Desde o ínicio da globalização virtual, existe a demanda pelos produtos culturais. CDs, seriados, quadrinhos ficaram mais fáceis de serem conseguidos e quebraram algumas barreiras comerciais que se tornaram obsoletas. Exemplo disso é que não existe mais lógica para que filmes tenham suas estreias com 5 meses de atraso, que seriados demorem 1 ano para estrear no seu país ou até que os quadrinhos sejam apresentados de forma editada e atrasada. Indo por esse lado (dos comics), temos além de uma demanda suprida, um espaço para os nichos: aquelas séries sem muita popularidade ou com assuntos direcionados para alguns indivíduos que não renderiam lucro em vendas físicas.
 
A questão é que as editoras precisam se conscientizar disso, PRINCIPALMENTE as revendedoras como a Panini.
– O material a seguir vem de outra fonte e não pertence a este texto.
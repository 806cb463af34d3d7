//! stepseq - Step Sequencing Engine
//!
//! CLI for authoring and validating procedure catalogs: loads a catalog,
//! drives a procedure tick by tick against an in-memory host, and
//! optionally records per-tick samples.

use clap::{Parser, Subcommand};
use std::path::PathBuf;
use std::time::Duration;
use stepseq_catalog::Catalog;
use stepseq_core::{controller, MemoryVariableStore, PresetController, TickOutcome, VariableStore};
use stepseq_recorder::{Recorder, RecorderConfig, SampleReader, TickSample};
use tracing_subscriber::EnvFilter;

mod shim;

use shim::VarOpsEvaluator;

#[derive(Parser, Debug)]
#[command(version, about = "Step sequencing procedure engine", long_about = None)]
struct Cli {
    #[command(subcommand)]
    command: Command,
}

#[derive(Subcommand, Debug)]
enum Command {
    /// Run a procedure from a catalog against the in-memory host
    Run(RunArgs),
    /// Load and validate a catalog
    Check(CheckArgs),
    /// Print the samples in a recorded file as CSV
    Dump(DumpArgs),
}

#[derive(clap::Args, Debug)]
struct RunArgs {
    /// Catalog file
    #[arg(short, long)]
    catalog: PathBuf,

    /// Procedure id to run
    #[arg(short, long)]
    procedure: i64,

    /// Simulated tick length in milliseconds
    #[arg(long, default_value_t = 100)]
    tick_ms: u64,

    /// Give up after this many ticks
    #[arg(long, default_value_t = 100_000)]
    max_ticks: u64,

    /// Record tick samples into this directory
    #[arg(long)]
    record_dir: Option<PathBuf>,

    /// Pre-seed an evaluator variable (repeatable)
    #[arg(long, value_name = "NAME=VALUE")]
    seed: Vec<String>,

    /// Log skipped steps at info level
    #[arg(long)]
    verbose_steps: bool,
}

#[derive(clap::Args, Debug)]
struct CheckArgs {
    /// Catalog file
    #[arg(short, long)]
    catalog: PathBuf,
}

#[derive(clap::Args, Debug)]
struct DumpArgs {
    /// Recorded sample file
    #[arg(short, long)]
    file: PathBuf,
}

fn main() -> Result<(), Box<dyn std::error::Error>> {
    // Initialize logging
    tracing_subscriber::fmt()
        .with_env_filter(
            EnvFilter::try_from_default_env().unwrap_or_else(|_| EnvFilter::new("info")),
        )
        .init();

    match Cli::parse().command {
        Command::Run(args) => run(args),
        Command::Check(args) => check(args),
        Command::Dump(args) => dump(args),
    }
}

fn run(args: RunArgs) -> Result<(), Box<dyn std::error::Error>> {
    let catalog = Catalog::from_file(&args.catalog)?;
    let dt = Duration::from_millis(args.tick_ms);

    // The in-memory host is always ready and always on the ground.
    let mut store = MemoryVariableStore::new();
    store.write(controller::READY_VAR, 1.0);
    store.write(controller::GUARD_VAR, 1.0);
    if args.verbose_steps {
        store.write(controller::VERBOSE_VAR, 1.0);
    }

    let mut evaluator = VarOpsEvaluator::new();
    for seed in &args.seed {
        let (name, value) = parse_seed(seed)?;
        evaluator.seed(name, value);
    }

    let mut controller = PresetController::new();
    controller.initialize(&mut store);
    store.write(controller::REQUEST_VAR, args.procedure as f64);

    let mut recorder = match &args.record_dir {
        Some(dir) => Some(Recorder::open(
            RecorderConfig::default().with_directory(dir),
        )?),
        None => None,
    };

    tracing::info!(
        procedure = args.procedure,
        tick_ms = args.tick_ms,
        "starting run"
    );

    for tick in 0..args.max_ticks {
        let outcome = controller.tick(dt, &mut store, &mut evaluator, &catalog);

        if let Some(recorder) = recorder.as_mut() {
            recorder.record(&TickSample {
                elapsed_ms: tick * args.tick_ms,
                procedure_id: controller.active_request_id(),
                step_index: controller.runner().step_index() as u32,
                step_id: store.read(controller::PROGRESS_ID_VAR) as u32,
                progress: store.read(controller::PROGRESS_VAR),
            })?;
        }

        match outcome {
            TickOutcome::Finished { id } => {
                tracing::info!(
                    id,
                    ticks = tick + 1,
                    evaluations = evaluator.evaluations(),
                    "procedure finished"
                );
                if let Some(recorder) = recorder.take() {
                    recorder.finish()?;
                }
                return Ok(());
            }
            TickOutcome::UnknownProcedure { id } => {
                return Err(format!("procedure {id} is not in the catalog").into());
            }
            TickOutcome::GuardViolation { id } => {
                return Err(format!("guard precondition rejected procedure {id}").into());
            }
            TickOutcome::Faulted { id } => {
                return Err(format!("procedure {id} aborted on an evaluation error").into());
            }
            _ => {}
        }
    }

    Err(format!(
        "procedure {} did not finish within {} ticks; \
         a condition step may never satisfy (seed its variable with --seed)",
        args.procedure, args.max_ticks
    )
    .into())
}

fn check(args: CheckArgs) -> Result<(), Box<dyn std::error::Error>> {
    let catalog = Catalog::from_file(&args.catalog)?;
    println!(
        "catalog ok: {} procedure(s), checksum {}",
        catalog.len(),
        catalog.checksum()
    );
    for id in catalog.procedure_ids() {
        if let Some(procedure) = catalog.get(id) {
            println!(
                "  {:>6}  {} ({} steps)",
                id,
                procedure.name,
                procedure.len()
            );
        }
    }
    Ok(())
}

fn dump(args: DumpArgs) -> Result<(), Box<dyn std::error::Error>> {
    let mut reader = SampleReader::open(&args.file)?;
    println!("elapsed_ms,procedure_id,step_index,step_id,progress");
    let mut count = 0u64;
    while let Some(sample) = reader.read_sample()? {
        println!(
            "{},{},{},{},{}",
            sample.elapsed_ms,
            sample.procedure_id,
            sample.step_index,
            sample.step_id,
            sample.progress
        );
        count += 1;
    }
    tracing::info!(count, file = %args.file.display(), "dump complete");
    Ok(())
}

fn parse_seed(seed: &str) -> Result<(&str, f64), Box<dyn std::error::Error>> {
    let (name, value) = seed
        .split_once('=')
        .ok_or_else(|| format!("seed must be NAME=VALUE, got '{seed}'"))?;
    let value: f64 = value
        .parse()
        .map_err(|_| format!("seed value must be numeric, got '{seed}'"))?;
    Ok((name, value))
}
Se eles deixam de lançar Nova e Guardiões da Galaxia, por exemplo, e logo depois pulam para Guerra dos Reis com explicação dos fatos passados em uma nota de rodapé, por que não lançar esse material para leitura online?? Ou até criar um arquivo virtual, com pacote de assinatura, para ter acesso a todo o universo daquela editora. A Marvel pensou isso desde a epoca pré-ipad, mas se equivocou depois que o produto surgiu. Outra questão são os preços… não dá para cobrar a mesma coisa que o papel… 
 
Enfim, são alternativas que não devem ser desprezadas porque os editores tem mente conservadora. É uma possibilidade rentável e deve ser imaginada como tal.
 

 

 

 

 

Sergio:  não acho que os scans sejam tão prejudiciais quanto a indústria faz parecer. Se é verdade que eles fazem com que alguns deixem de comprar as revistas, também é verdade que muitos passam a comprar revistas justamente por conta deles – depois de conferir a qualidade do material disponível na Internet. A questão aí é que a indústria de quadrinhos foi construída sobre o modelo compre e depois julgue, e a Internet está impondo o modelo julgue e depois compre.
Não gosto de ler em telas de computadores e acredito que o artefato "revista" tem um valor intrínseco que se agrega ao conteúdo da HQ, tornando o gibi algo mais do que simplesmente quadrinhos. No entanto reconheço que novos dispositivos como os tablets, leitores tradicionais, como o Kindle, e (aguardem) leitores com telas OLED são o futuro e que os quadrinhos digitais (online ou não) são a nova forma de expressão da nona arte.
Agora só falta a indústria de conteúdo desenvolver um modelo de negócio que faça sentido e que beneficie tanto autores (que terão seu material fácil e fartamente distribuído) quanto leitores (que pagarão um preço justo por este material). O que não dá é continuar aplicando a lógica tradicional aos quadrinhos digitais e vendendo material digital com uma pequena diferença de preço em relação ao material tradicional. O Megaupload anunciou ter testado e avisou que colocaria pra funcionar em 2012 um modelo de negócios que remuneraria ou autores mesmo quando o material fosse baixado de graça. Se for verdade, esse será o caminho.

 

 

— Guido queria ser um personagem de histórias em quadrinho. Depois de ler Will Eisner se contenta em ser um personagem de uma história sem quadros.